Hablar de Namur es hablar en gran parte de la historia bélica del viejo continente por haber sido un lugar estratégico para la guerra. La Ciudadela de Namur, en lo más alto de la ciudad, es un fuerte recordatorio de un pasado belicoso. Tiene interesantes museos, como el Diocesano de la Catedral, uno dedicado a Felinen Pops (un reconocido pintor de obras eróticas), el de Artes Antiguas y el Arqueológico.

Mons es otra cita obligada por su aire medieval en calles y edificaciones que se remontan al siglo XV. De antiguo escenario de batallas y de célebres mitos pasó a ser una ciudad universitaria, una suerte de Silicon Valley de estilo europeo.
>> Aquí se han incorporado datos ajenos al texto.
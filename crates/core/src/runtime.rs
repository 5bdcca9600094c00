use std::env;
#[cfg(windows)]
use std::path::Path;
use std::path::PathBuf;

use tokio::process::Command;
use tracing::{info, warn};

pub const YT_DLP_BINARY: &str = "yt-dlp";
pub const FFMPEG_BINARY: &str = "ffmpeg";

/// Directories searched for bundled tools before falling back to `PATH`:
///   1. `<exe_dir>/`
///   2. `<exe_dir>/bin/`
///   3. `<exe_dir>/../bin/`
///   4. `<cwd>/`
///   5. `<cwd>/bin/`
fn candidate_bin_dirs() -> Vec<PathBuf> {
    let mut dirs = Vec::new();
    if let Ok(exe) = env::current_exe().and_then(|p| p.canonicalize()) {
        if let Some(exe_dir) = exe.parent() {
            dirs.push(exe_dir.to_path_buf());
            dirs.push(exe_dir.join("bin"));
            if let Some(parent) = exe_dir.parent() {
                dirs.push(parent.join("bin"));
            }
        }
    }

    if let Ok(cwd) = env::current_dir() {
        if !dirs.contains(&cwd) {
            dirs.push(cwd.clone());
        }
        let cwd_bin = cwd.join("bin");
        if !dirs.contains(&cwd_bin) {
            dirs.push(cwd_bin);
        }
    }

    dirs
}

#[cfg(unix)]
fn candidate_binary_names(binary: &str) -> Vec<String> {
    vec![binary.to_string()]
}

#[cfg(windows)]
fn candidate_binary_names(binary: &str) -> Vec<String> {
    if Path::new(binary).components().count() > 1 {
        return vec![binary.to_string()];
    }

    let lower = binary.to_ascii_lowercase();
    if lower.ends_with(".exe") || lower.ends_with(".cmd") || lower.ends_with(".bat") {
        return vec![binary.to_string()];
    }

    vec![format!("{binary}.exe"), binary.to_string()]
}

fn find_binary_in_dirs(binary: &str, dirs: &[PathBuf]) -> Option<PathBuf> {
    let names = candidate_binary_names(binary);
    for dir in dirs {
        for name in &names {
            let candidate = dir.join(name);
            if candidate.is_file() {
                return Some(candidate);
            }
        }
    }
    None
}

/// Resolve a bundled copy of `binary` if one exists.
pub fn locate_binary(binary: &str) -> Option<PathBuf> {
    find_binary_in_dirs(binary, &candidate_bin_dirs())
}

/// Async command for an external tool; the child is killed if the command
/// future is dropped (e.g. on timeout).
pub fn command_for(binary: &str) -> Command {
    let program = locate_binary(binary).unwrap_or_else(|| PathBuf::from(binary));
    let mut command = Command::new(program);
    command.kill_on_drop(true);
    command
}

/// Log where the external conversion tools will be taken from.
pub fn log_tool_status() {
    for binary in [YT_DLP_BINARY, FFMPEG_BINARY] {
        match locate_binary(binary) {
            Some(path) => info!(tool = binary, path = %path.display(), "Using bundled tool"),
            None if is_on_path(binary) => info!(tool = binary, "Using tool from PATH"),
            None => warn!(
                tool = binary,
                "Tool not found next to the executable or on PATH; conversions will fail"
            ),
        }
    }
}

fn is_on_path(binary: &str) -> bool {
    let Some(path) = env::var_os("PATH") else {
        return false;
    };
    let dirs: Vec<PathBuf> = env::split_paths(&path).collect();
    find_binary_in_dirs(binary, &dirs).is_some()
}

#[cfg(test)]
mod tests {
    use super::*;
    use tempfile::tempdir;

    #[test]
    fn finds_binary_in_first_matching_dir() {
        let first = tempdir().unwrap();
        let second = tempdir().unwrap();
        let name = candidate_binary_names("fake-tool")[0].clone();
        std::fs::write(second.path().join(&name), b"").unwrap();

        let found = find_binary_in_dirs(
            "fake-tool",
            &[first.path().to_path_buf(), second.path().to_path_buf()],
        );
        assert_eq!(found, Some(second.path().join(name)));
    }

    #[test]
    fn missing_binary_is_none() {
        let dir = tempdir().unwrap();
        assert_eq!(
            find_binary_in_dirs("definitely-not-here", &[dir.path().to_path_buf()]),
            None
        );
    }

    #[test]
    fn directories_are_not_mistaken_for_binaries() {
        let dir = tempdir().unwrap();
        std::fs::create_dir(dir.path().join("ffmpeg")).unwrap();
        assert_eq!(find_binary_in_dirs("ffmpeg", &[dir.path().to_path_buf()]), None);
    }
}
Es una ciudad que combina diferentes épocas arquitectónicas, huellas de una rica historia, como las casas españolas, en el casco antiguo, construidas durante el reinado de Carlos I. Como ocurre en otros sitios belgas, el edificio más relevante es la Colegiata de Santa Waudru, de un estilo arquitectónico gótico de los siglos XV a XVII, que contiene obras artísticas de gran valor cultural. Vale la pena, además, llegar al Castillo de los Condes, ubicado en lo alto de una colina. 

Otra de las ciudades interesantísimas desde el punto de vista patrimonial es Tournai, una de las más antiguas de Bélgica, a unos 120 kilómetros al oeste de Namur, hacia la frontera con Francia. Llaman particularmente la atención unas típicas casas de ladrillo y madera, y de muchas ventanas. Aunque hay múltiples iglesias dignas de conocer, se destaca una versión propia de la Catedral de Notre Dame, del siglo XII, declarada patrimonio de la humanidad por la Unesco. Al encanto cultural se le suman los increíbles a atardeceres al borde del río Escalda. 

Charleroi podría pasarse por alto porque no tiene el encanto de otros pueblos del sur de Bélgica. Pero es el centro del cómic en un país reconocido por este género literario. Allí nació el personaje de Lucky Lucke, por ejemplo.

Y no se puede viajar a la región del sur de Bélgica sin conocer Lieja, la ciudad de reyes y obispos que se destaca como centro histórico de casas antiguas. Son muy recomendables la Catedral de San Pablo y el Museo Curtius y otro dedicado a la vida en Valonia.

Varios sitios de viajes aconsejan completar el recorrido en Dinant, un lugar tan pequeño que se puede recorrer en unas horas. Es una ciudad encantadora y pintoresca. Es una postal con el río Mosa siempre como protagonista.

Toda Valonia es reconocida por sus campanarios, declarados en conjunto patrimonio de la humanidad por la Unesco.

También es famosa por el tesoro acuático de sus ríos para hacer paseos en kayaks, canoas o barcos eléctricos y disfrutar al mismo tiempo del paisaje que imponen los castillos medievales. 

La región ha sido bendecida por la naturaleza y también puede apreciarse en recorridos en bicicleta, aprovechando la variedad de ciclorrutas que atraviesan inmensas áreas verdes. La actividad es muy recomendable si el turista no está tentado al mismo tiempo de beber una rica cerveza de abadía.